I’m incredibly glad that even in this Twitter-enabled world I managed to avoid pretty much all plot details of this movie, and if you haven’t seen it yet, so should you. With that warning, I’ll still try to avoid any spoilers here as best I can. This movie completes a hat-trick of pleasant surprises for me this week, for though I’d heard many positive words about Moon, though I’m not a bit averse to the genre, though I think Sam Rockwell is a great actor and I’d seen an interesting interview with its director Duncan Jones on Robert Llewelyn’s Carpool, I still didn’t really feel that compelled to watch it.

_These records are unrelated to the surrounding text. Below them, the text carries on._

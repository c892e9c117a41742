//! Metrics middleware for API routes.

use axum::{body::Body, http::Request, middleware::Next, response::Response};
use std::time::Instant;

use crate::metrics::{
    normalize_path, HTTP_REQUESTS_IN_FLIGHT, HTTP_REQUESTS_TOTAL, HTTP_REQUEST_DURATION,
};

/// Metrics middleware that tracks HTTP request duration and counts.
///
/// This middleware records:
/// - Request duration (histogram)
/// - Request count (counter)
/// - Requests in flight (gauge)
pub async fn metrics_middleware(request: Request<Body>, next: Next) -> Response {
    let start = Instant::now();
    let method = request.method().to_string();
    let path = normalize_path(request.uri().path());

    HTTP_REQUESTS_IN_FLIGHT.inc();

    let response = next.run(request).await;

    HTTP_REQUESTS_IN_FLIGHT.dec();

    let duration = start.elapsed().as_secs_f64();
    let status = response.status().as_u16().to_string();

    HTTP_REQUEST_DURATION
        .with_label_values(&[&method, &path, &status])
        .observe(duration);
    HTTP_REQUESTS_TOTAL
        .with_label_values(&[&method, &path, &status])
        .inc();

    response
}

#[cfg(test)]
mod tests {
    use super::*;
    use axum::{http::StatusCode, middleware, routing::get, Router};
    use tower::ServiceExt;

    async fn dummy_handler() -> &'static str {
        "ok"
    }

    #[tokio::test]
    async fn test_metrics_middleware_counts_requests() {
        let app = Router::new()
            .route("/api/v1/library/{id}", get(dummy_handler))
            .layer(middleware::from_fn(metrics_middleware));

        let before = HTTP_REQUESTS_TOTAL
            .with_label_values(&["GET", "/api/v1/library/{id}", "200"])
            .get();

        let request = Request::builder()
            .uri("/api/v1/library/550e8400-e29b-41d4-a716-446655440000")
            .body(Body::empty())
            .unwrap();
        let response = app.oneshot(request).await.unwrap();
        assert_eq!(response.status(), StatusCode::OK);

        let after = HTTP_REQUESTS_TOTAL
            .with_label_values(&["GET", "/api/v1/library/{id}", "200"])
            .get();
        assert_eq!(after, before + 1);
    }
}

This is, I’ve learned recently, what’s known as hard sci-fi – in this case, perhaps the hardest kind. There’s virtually nothing here that struck me as particularly far-fetched in terms of its vision of the (fairly near) future, even though the sci-fi aspect of the movie is not really what rings most true. I found myself drawn in and ultimately transfixed by where the story goes in the end, a seriously harrowing degeneration, both mental and physical, that brought to mind something like “When the Wind Blows” combined with revelations about a very recognisable corporate evil to whom human life is entirely expendable (to continue the wild genre-hopping comparisons, this complete disregard for human life in pursuit of capitalism reminded me of Richard Linklater’s Fast Food Nation). In short, way heavier stuff than I might’ve expected from what is a relatively small movie.

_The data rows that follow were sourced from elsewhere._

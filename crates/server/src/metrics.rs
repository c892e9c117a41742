//! Prometheus metrics for observability.
//!
//! This module provides metrics for monitoring the Mirage server:
//! - HTTP request metrics (latency, counts)
//! - Loop and library status (collected dynamically)
//!
//! Core metrics (generation, autopilot, acquisition) are registered here too.

use once_cell::sync::Lazy;
use prometheus::{
    self, Encoder, HistogramOpts, HistogramVec, IntCounterVec, IntGauge, IntGaugeVec, Opts,
    Registry, TextEncoder,
};
use regex_lite::Regex;

/// Global metrics registry.
pub static REGISTRY: Lazy<Registry> = Lazy::new(|| {
    let registry = Registry::new();
    register_metrics(&registry);
    registry
});

// =============================================================================
// HTTP Request Metrics
// =============================================================================

/// HTTP request duration in seconds.
pub static HTTP_REQUEST_DURATION: Lazy<HistogramVec> = Lazy::new(|| {
    HistogramVec::new(
        HistogramOpts::new(
            "mirage_http_request_duration_seconds",
            "HTTP request duration in seconds",
        )
        .buckets(vec![
            0.001, 0.005, 0.01, 0.025, 0.05, 0.1, 0.25, 0.5, 1.0, 2.5, 5.0, 10.0,
        ]),
        &["method", "path", "status"],
    )
    .unwrap()
});

/// HTTP requests total count.
pub static HTTP_REQUESTS_TOTAL: Lazy<IntCounterVec> = Lazy::new(|| {
    IntCounterVec::new(
        Opts::new("mirage_http_requests_total", "Total HTTP requests"),
        &["method", "path", "status"],
    )
    .unwrap()
});

/// HTTP requests currently in flight.
pub static HTTP_REQUESTS_IN_FLIGHT: Lazy<IntGauge> = Lazy::new(|| {
    IntGauge::new(
        "mirage_http_requests_in_flight",
        "Number of HTTP requests currently being processed",
    )
    .unwrap()
});

// =============================================================================
// Status Metrics (collected dynamically)
// =============================================================================

/// Autopilot running state (1 = running, 0 = idle).
pub static AUTOPILOT_RUNNING: Lazy<IntGauge> = Lazy::new(|| {
    IntGauge::new(
        "mirage_autopilot_running",
        "Whether an autopilot run is in progress (1) or not (0)",
    )
    .unwrap()
});

/// Acquisition running state (1 = running, 0 = idle).
pub static ACQUISITION_RUNNING: Lazy<IntGauge> = Lazy::new(|| {
    IntGauge::new(
        "mirage_acquisition_running",
        "Whether a bulk acquisition run is in progress (1) or not (0)",
    )
    .unwrap()
});

/// Next catalog page the acquisition queue will search.
pub static ACQUISITION_CURSOR: Lazy<IntGauge> = Lazy::new(|| {
    IntGauge::new(
        "mirage_acquisition_cursor",
        "Persisted acquisition page cursor",
    )
    .unwrap()
});

/// Library assets by source.
pub static LIBRARY_ASSETS: Lazy<IntGaugeVec> = Lazy::new(|| {
    IntGaugeVec::new(
        Opts::new("mirage_library_assets", "Current asset count by source"),
        &["source"],
    )
    .unwrap()
});

// =============================================================================
// Registration
// =============================================================================

fn register_metrics(registry: &Registry) {
    // HTTP
    registry
        .register(Box::new(HTTP_REQUEST_DURATION.clone()))
        .unwrap();
    registry
        .register(Box::new(HTTP_REQUESTS_TOTAL.clone()))
        .unwrap();
    registry
        .register(Box::new(HTTP_REQUESTS_IN_FLIGHT.clone()))
        .unwrap();

    // Status
    registry
        .register(Box::new(AUTOPILOT_RUNNING.clone()))
        .unwrap();
    registry
        .register(Box::new(ACQUISITION_RUNNING.clone()))
        .unwrap();
    registry
        .register(Box::new(ACQUISITION_CURSOR.clone()))
        .unwrap();
    registry
        .register(Box::new(LIBRARY_ASSETS.clone()))
        .unwrap();

    // Core metrics (generation, autopilot, acquisition, library)
    for metric in mirage_core::metrics::all_metrics() {
        registry.register(metric).unwrap();
    }
}

/// Encode all metrics as Prometheus text format.
pub fn encode_metrics() -> String {
    let encoder = TextEncoder::new();
    let metric_families = REGISTRY.gather();
    let mut buffer = Vec::new();
    encoder.encode(&metric_families, &mut buffer).unwrap();
    String::from_utf8(buffer).unwrap()
}

/// Collect dynamic metrics from current application state.
///
/// Called before encoding so gauges reflect the loops and the library as
/// they are now.
pub async fn collect_dynamic_metrics(state: &crate::state::AppState) {
    let autopilot_running = state.autopilot().map(|a| a.is_running()).unwrap_or(false);
    AUTOPILOT_RUNNING.set(autopilot_running as i64);

    if let Some(queue) = state.acquisition() {
        ACQUISITION_RUNNING.set(queue.is_running() as i64);
        if let Ok(status) = queue.status().await {
            ACQUISITION_CURSOR.set(status.state.current_page as i64);
        }
    }

    if let Ok(stats) = state.library().stats() {
        for source in ["generated", "stock"] {
            let count = stats.by_source.get(source).copied().unwrap_or(0);
            LIBRARY_ASSETS.with_label_values(&[source]).set(count as i64);
        }
    }
}

static UUID_RE: Lazy<Regex> = Lazy::new(|| {
    Regex::new(r"[0-9a-fA-F]{8}-[0-9a-fA-F]{4}-[0-9a-fA-F]{4}-[0-9a-fA-F]{4}-[0-9a-fA-F]{12}")
        .unwrap()
});
static NUMERIC_RE: Lazy<Regex> = Lazy::new(|| Regex::new(r"/\d+(/|$)").unwrap());

/// Normalize a path for metric labels (replace IDs with placeholders).
///
/// Topic names in `/topics/{name}` are user supplied and collapse to one
/// label as well.
pub fn normalize_path(path: &str) -> String {
    if let Some(rest) = path.strip_prefix("/api/v1/topics/") {
        if !rest.is_empty() {
            return "/api/v1/topics/{name}".to_string();
        }
    }
    let result = UUID_RE.replace_all(path, "{id}");
    let result = NUMERIC_RE.replace_all(&result, "/{id}$1");
    result.to_string()
}

#[cfg(test)]
mod tests {
    use super::*;

    #[test]
    fn test_normalize_path_uuid() {
        let path = "/api/v1/library/550e8400-e29b-41d4-a716-446655440000";
        assert_eq!(normalize_path(path), "/api/v1/library/{id}");
    }

    #[test]
    fn test_normalize_path_topic_name() {
        assert_eq!(
            normalize_path("/api/v1/topics/Dubai%20Creek"),
            "/api/v1/topics/{name}"
        );
        assert_eq!(normalize_path("/api/v1/topics"), "/api/v1/topics");
    }

    #[test]
    fn test_normalize_path_numeric() {
        assert_eq!(normalize_path("/api/v1/library/12345"), "/api/v1/library/{id}");
    }

    #[test]
    fn test_normalize_path_no_ids() {
        let path = "/api/v1/health";
        assert_eq!(normalize_path(path), "/api/v1/health");
    }

    #[test]
    fn test_encode_metrics_returns_prometheus_format() {
        HTTP_REQUESTS_TOTAL
            .with_label_values(&["GET", "/test", "200"])
            .inc();

        let output = encode_metrics();
        assert!(output.contains("mirage_http_requests_total"));
        assert!(output.contains("# HELP"));
        assert!(output.contains("# TYPE"));
    }

    #[test]
    fn test_registry_contains_core_metrics() {
        AUTOPILOT_RUNNING.set(0);
        LIBRARY_ASSETS.with_label_values(&["stock"]).set(0);
        mirage_core::metrics::STOCK_DOWNLOADS.inc();
        mirage_core::metrics::AUTOPILOT_ROUNDS
            .with_label_values(&["empty"])
            .inc();

        let output = encode_metrics();
        assert!(output.contains("mirage_autopilot_running"));
        assert!(output.contains("mirage_library_assets"));
        assert!(output.contains("mirage_stock_downloads_total"));
        assert!(output.contains("mirage_autopilot_rounds_total"));
    }
}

One thing I had known before the movie began was how it is almost entirely a one man show by Sam Rockwell. I’d seen the IMDb cast list and knew this not to be technically true, however, with Kevin Spacey on hand as the ship’s HAL-like computer (complete with very unsettling emoticon faces) and a wife and child on the end of a video communications link, but for all its visual wonder – with intricate model work instead of the CGI you’d find in most recent movies of this kind – it’s testament to good writing and acting indeed (to say nothing of Clint Mansell’s alternately unsettling and emotive score) that I could easily imagine this working as a one man stage play. Rockwell is phenomenal, easily the best performance I’ve seen this year so far – there’s one moment in particular which is actually kind of played twice (for reasons I won’t explain) where he receives some information from earth and breaks down, “That’s enough … I wanna go home,” he says, and it totally crushed me. This is the kind of sci-fi that even those who don’t consider themselves sci-fi fans should enjoy, where the “science part”, though amply established (it’s a slow burner but stick with it), serves merely as a kind of McGuffin for one of the most genuine explorations of the conundrum of human existence that I’ve ever seen.